** Problem to solve **
Repeat the entries below exactly. Begin with the first line and end with the line that contains "use crate::engine::EngineSource;".

** Collected data entries **
******************************
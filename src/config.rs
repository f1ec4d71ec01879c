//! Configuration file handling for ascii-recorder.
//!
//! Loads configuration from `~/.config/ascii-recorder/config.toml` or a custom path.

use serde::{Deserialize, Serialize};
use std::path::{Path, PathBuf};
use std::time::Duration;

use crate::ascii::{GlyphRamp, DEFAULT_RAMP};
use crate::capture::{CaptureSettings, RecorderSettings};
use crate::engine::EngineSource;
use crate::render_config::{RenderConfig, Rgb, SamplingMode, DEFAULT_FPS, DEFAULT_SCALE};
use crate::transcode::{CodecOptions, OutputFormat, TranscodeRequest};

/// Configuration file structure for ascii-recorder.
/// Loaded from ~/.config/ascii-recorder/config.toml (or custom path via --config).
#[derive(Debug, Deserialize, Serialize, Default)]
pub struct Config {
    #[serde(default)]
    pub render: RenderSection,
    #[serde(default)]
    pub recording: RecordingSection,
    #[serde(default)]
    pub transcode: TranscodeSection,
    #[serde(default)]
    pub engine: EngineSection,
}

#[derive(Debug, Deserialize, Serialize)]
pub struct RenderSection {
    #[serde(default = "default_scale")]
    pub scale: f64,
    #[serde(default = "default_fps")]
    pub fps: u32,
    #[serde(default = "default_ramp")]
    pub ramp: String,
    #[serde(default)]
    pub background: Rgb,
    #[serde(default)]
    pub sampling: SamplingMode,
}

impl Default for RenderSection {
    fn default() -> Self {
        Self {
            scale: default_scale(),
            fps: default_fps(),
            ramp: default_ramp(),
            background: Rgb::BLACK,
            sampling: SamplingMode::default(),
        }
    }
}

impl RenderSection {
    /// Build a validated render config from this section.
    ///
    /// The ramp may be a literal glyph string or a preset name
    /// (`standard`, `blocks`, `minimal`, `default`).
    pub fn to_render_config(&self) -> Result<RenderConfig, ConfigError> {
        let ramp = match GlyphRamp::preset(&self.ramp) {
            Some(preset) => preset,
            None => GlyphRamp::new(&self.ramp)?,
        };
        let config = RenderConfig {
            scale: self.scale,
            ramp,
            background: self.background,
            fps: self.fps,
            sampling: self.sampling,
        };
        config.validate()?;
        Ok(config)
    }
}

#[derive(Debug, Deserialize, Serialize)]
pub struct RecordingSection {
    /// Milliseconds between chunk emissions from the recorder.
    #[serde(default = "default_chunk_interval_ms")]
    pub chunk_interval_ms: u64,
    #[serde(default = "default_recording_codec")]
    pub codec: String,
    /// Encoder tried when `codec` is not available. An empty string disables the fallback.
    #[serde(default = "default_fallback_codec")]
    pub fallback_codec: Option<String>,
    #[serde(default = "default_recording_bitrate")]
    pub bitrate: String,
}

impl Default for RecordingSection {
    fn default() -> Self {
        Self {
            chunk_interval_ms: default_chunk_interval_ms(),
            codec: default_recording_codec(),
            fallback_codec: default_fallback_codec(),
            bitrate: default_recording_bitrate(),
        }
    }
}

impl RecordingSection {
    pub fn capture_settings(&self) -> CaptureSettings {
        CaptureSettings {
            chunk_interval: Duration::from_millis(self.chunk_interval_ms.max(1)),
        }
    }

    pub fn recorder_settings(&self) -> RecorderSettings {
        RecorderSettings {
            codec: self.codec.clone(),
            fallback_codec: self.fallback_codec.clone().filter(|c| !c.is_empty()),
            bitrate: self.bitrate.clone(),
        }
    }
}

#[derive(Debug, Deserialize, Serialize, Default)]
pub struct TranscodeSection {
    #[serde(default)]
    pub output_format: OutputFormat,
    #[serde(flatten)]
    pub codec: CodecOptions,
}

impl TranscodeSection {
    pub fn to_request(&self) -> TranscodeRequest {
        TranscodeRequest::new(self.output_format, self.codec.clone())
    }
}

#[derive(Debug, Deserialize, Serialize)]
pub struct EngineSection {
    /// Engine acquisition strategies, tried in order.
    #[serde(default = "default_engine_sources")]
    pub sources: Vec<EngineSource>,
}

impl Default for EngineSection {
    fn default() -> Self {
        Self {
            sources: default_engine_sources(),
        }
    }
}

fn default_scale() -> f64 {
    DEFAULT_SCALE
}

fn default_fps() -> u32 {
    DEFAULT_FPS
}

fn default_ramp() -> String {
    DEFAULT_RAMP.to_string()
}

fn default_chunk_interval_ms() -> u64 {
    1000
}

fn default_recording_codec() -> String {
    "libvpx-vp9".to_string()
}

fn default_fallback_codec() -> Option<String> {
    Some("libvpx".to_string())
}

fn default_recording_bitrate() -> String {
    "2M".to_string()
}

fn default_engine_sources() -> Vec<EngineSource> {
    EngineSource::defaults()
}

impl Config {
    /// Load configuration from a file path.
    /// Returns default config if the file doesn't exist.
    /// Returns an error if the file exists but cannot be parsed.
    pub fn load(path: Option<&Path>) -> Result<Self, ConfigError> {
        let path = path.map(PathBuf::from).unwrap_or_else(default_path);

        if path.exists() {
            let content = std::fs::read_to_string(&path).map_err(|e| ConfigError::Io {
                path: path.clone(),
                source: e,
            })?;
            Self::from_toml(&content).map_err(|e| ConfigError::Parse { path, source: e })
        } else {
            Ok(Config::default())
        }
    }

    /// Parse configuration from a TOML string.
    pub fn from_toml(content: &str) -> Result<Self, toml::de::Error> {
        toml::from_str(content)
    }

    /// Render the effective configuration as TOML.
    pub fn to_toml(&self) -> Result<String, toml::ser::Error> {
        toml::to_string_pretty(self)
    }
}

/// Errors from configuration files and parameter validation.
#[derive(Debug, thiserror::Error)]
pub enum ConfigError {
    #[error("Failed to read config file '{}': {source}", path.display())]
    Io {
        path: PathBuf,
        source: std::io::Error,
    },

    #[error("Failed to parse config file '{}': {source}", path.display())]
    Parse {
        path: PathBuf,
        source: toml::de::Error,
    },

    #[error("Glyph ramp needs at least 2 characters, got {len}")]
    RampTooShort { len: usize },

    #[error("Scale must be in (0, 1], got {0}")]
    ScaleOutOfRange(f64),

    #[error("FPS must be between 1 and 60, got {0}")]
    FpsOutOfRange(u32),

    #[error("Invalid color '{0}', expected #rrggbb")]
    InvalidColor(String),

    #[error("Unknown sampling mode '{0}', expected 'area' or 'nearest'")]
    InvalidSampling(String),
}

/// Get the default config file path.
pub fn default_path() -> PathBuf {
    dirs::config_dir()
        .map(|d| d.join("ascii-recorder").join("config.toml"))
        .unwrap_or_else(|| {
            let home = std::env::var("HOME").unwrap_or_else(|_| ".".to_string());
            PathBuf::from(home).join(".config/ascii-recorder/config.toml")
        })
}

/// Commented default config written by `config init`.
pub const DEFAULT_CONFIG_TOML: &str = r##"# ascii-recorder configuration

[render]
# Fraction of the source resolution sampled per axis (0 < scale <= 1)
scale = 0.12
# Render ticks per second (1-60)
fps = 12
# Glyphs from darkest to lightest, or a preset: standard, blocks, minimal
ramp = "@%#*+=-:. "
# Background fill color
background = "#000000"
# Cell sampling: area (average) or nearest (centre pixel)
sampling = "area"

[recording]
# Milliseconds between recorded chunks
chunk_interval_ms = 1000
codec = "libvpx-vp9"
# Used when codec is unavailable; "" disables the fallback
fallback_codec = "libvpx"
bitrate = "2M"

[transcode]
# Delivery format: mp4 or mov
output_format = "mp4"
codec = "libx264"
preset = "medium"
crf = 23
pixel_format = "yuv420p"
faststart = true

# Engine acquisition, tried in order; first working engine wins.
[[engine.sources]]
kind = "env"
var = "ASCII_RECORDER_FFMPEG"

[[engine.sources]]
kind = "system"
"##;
******************************
** Expected answer **
filename src/config.rs
repository f1ec4d71ec01879c
//! Configuration file handling for ascii-recorder.
//!
//! Loads configuration from `~/.config/ascii-recorder/config.toml` or a custom path.

use serde::{Deserialize, Serialize};
use std::path::{Path, PathBuf};
use std::time::Duration;

use crate::ascii::{GlyphRamp, DEFAULT_RAMP};
use crate::capture::{CaptureSettings, RecorderSettings};
use crate::engine::EngineSource;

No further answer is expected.